- **ABOUT THIS TASK**:
Among the entries, find each line that includes the string "CreateBlockedOrigin" and list it.

Stored data entries
---

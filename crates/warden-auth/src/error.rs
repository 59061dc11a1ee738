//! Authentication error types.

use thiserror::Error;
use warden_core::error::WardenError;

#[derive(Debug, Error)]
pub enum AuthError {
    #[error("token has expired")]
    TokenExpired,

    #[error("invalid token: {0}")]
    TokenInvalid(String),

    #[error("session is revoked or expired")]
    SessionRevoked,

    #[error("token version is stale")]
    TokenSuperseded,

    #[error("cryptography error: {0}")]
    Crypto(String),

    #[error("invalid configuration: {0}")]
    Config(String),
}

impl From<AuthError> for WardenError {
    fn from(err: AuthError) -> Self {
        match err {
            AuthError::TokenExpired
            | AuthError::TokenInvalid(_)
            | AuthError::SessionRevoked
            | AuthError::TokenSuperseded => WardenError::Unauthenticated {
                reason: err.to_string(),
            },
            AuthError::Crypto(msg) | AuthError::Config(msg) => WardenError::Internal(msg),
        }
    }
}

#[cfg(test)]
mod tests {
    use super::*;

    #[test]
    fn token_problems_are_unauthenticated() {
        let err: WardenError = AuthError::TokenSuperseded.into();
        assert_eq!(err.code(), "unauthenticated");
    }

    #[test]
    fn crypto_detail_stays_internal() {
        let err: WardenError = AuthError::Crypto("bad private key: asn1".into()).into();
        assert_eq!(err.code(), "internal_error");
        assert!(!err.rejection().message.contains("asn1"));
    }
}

---

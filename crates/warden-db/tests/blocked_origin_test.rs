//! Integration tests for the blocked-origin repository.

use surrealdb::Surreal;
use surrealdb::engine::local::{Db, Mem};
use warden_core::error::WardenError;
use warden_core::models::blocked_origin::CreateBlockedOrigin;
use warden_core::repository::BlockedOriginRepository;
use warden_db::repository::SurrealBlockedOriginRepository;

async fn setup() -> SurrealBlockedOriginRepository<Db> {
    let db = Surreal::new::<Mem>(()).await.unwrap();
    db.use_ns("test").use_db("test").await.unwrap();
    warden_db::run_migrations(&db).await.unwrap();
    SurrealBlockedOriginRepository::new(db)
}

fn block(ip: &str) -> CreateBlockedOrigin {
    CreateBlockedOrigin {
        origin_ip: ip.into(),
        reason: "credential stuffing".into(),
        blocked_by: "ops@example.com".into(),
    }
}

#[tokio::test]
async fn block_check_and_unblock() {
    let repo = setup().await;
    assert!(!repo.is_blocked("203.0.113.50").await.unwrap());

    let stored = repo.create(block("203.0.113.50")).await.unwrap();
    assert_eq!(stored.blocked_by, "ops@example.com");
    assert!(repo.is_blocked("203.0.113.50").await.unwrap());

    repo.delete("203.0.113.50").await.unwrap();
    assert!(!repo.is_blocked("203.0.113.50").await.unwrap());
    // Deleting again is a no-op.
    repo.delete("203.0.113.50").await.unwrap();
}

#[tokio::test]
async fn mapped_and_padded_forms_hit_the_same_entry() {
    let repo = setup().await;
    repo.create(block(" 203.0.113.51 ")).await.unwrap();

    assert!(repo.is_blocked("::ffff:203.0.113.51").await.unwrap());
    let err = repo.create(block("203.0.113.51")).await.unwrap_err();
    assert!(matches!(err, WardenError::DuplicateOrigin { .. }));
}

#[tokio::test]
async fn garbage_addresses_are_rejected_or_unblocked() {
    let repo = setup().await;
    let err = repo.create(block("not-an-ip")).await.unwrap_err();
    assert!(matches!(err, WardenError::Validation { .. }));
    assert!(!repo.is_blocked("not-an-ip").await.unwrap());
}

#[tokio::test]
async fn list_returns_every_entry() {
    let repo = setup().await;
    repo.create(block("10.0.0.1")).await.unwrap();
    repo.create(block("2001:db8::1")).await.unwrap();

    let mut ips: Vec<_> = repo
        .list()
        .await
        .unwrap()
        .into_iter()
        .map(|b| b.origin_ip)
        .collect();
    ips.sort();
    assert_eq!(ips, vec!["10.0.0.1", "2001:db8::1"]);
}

---

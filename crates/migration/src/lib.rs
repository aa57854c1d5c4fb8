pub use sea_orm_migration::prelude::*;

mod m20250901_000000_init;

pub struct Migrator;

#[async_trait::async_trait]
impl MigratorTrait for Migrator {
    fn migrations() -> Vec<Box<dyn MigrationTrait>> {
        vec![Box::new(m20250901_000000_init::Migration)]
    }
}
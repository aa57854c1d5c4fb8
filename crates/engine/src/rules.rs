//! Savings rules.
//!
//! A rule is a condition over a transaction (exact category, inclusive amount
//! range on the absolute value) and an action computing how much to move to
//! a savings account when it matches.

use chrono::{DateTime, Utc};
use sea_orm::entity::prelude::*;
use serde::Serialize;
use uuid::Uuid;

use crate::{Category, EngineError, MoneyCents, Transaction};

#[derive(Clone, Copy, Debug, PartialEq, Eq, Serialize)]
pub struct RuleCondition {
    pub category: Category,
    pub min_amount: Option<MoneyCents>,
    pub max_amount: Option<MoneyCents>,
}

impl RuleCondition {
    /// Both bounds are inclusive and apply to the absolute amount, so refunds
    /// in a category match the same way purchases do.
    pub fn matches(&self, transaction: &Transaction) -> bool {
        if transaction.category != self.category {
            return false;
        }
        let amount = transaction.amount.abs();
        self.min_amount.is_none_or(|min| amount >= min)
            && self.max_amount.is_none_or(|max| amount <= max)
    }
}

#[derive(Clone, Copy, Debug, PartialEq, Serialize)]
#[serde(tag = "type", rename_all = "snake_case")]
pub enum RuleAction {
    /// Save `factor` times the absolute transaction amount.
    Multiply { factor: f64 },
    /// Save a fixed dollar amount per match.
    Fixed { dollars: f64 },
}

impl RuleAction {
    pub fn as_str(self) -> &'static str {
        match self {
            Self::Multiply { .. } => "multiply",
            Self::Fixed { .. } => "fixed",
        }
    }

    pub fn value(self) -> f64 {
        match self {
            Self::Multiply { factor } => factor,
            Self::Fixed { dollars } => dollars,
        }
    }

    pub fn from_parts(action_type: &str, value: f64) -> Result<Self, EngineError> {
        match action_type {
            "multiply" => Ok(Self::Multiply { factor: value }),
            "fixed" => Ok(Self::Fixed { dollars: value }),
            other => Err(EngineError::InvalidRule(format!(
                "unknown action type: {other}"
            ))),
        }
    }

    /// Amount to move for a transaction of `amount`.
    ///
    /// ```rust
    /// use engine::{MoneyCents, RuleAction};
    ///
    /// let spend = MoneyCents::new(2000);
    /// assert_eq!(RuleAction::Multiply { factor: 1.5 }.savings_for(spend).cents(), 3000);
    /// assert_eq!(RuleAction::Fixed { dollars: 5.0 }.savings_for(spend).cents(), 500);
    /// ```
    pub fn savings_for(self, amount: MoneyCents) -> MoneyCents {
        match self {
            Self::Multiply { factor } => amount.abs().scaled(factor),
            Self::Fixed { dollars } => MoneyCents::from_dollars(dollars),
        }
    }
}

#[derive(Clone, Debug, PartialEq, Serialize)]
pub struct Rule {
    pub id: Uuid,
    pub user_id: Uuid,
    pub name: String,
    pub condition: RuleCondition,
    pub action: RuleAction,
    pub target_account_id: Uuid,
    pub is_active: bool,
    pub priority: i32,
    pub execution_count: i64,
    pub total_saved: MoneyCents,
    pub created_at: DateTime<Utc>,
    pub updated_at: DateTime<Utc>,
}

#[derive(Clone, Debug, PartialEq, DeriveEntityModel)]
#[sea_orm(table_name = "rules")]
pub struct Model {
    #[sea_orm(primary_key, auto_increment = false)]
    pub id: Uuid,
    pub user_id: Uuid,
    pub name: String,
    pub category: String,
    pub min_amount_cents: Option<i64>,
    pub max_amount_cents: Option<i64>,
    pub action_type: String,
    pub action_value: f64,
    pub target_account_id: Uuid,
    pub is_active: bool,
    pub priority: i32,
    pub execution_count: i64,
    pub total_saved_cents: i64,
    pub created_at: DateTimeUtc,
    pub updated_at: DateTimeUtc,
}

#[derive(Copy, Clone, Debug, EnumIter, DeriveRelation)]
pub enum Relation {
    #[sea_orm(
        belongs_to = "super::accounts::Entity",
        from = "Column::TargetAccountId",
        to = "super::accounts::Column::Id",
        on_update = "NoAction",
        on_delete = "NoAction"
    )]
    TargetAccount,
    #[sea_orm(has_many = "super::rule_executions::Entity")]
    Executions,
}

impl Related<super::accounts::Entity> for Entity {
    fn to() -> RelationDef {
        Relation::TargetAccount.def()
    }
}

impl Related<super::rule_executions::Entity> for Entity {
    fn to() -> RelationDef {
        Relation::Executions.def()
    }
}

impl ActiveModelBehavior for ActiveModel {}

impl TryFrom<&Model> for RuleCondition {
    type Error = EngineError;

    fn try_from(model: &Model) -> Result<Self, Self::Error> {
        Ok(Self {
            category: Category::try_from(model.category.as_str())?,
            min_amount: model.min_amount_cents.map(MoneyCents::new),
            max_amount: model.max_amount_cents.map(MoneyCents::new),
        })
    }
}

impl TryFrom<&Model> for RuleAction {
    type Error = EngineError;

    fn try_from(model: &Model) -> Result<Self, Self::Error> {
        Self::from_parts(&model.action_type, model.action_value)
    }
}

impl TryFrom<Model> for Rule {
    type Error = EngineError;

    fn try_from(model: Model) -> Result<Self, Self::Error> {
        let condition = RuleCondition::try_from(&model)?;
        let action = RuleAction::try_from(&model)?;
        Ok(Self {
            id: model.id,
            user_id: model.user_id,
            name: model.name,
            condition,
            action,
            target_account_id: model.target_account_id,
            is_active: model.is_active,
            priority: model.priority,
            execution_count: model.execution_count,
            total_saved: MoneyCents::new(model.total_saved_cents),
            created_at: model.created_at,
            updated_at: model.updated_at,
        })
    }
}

---

- **EXERCISE RESPONSE**:
use warden_core::models::blocked_origin::CreateBlockedOrigin;
fn block(ip: &str) -> CreateBlockedOrigin {
    CreateBlockedOrigin {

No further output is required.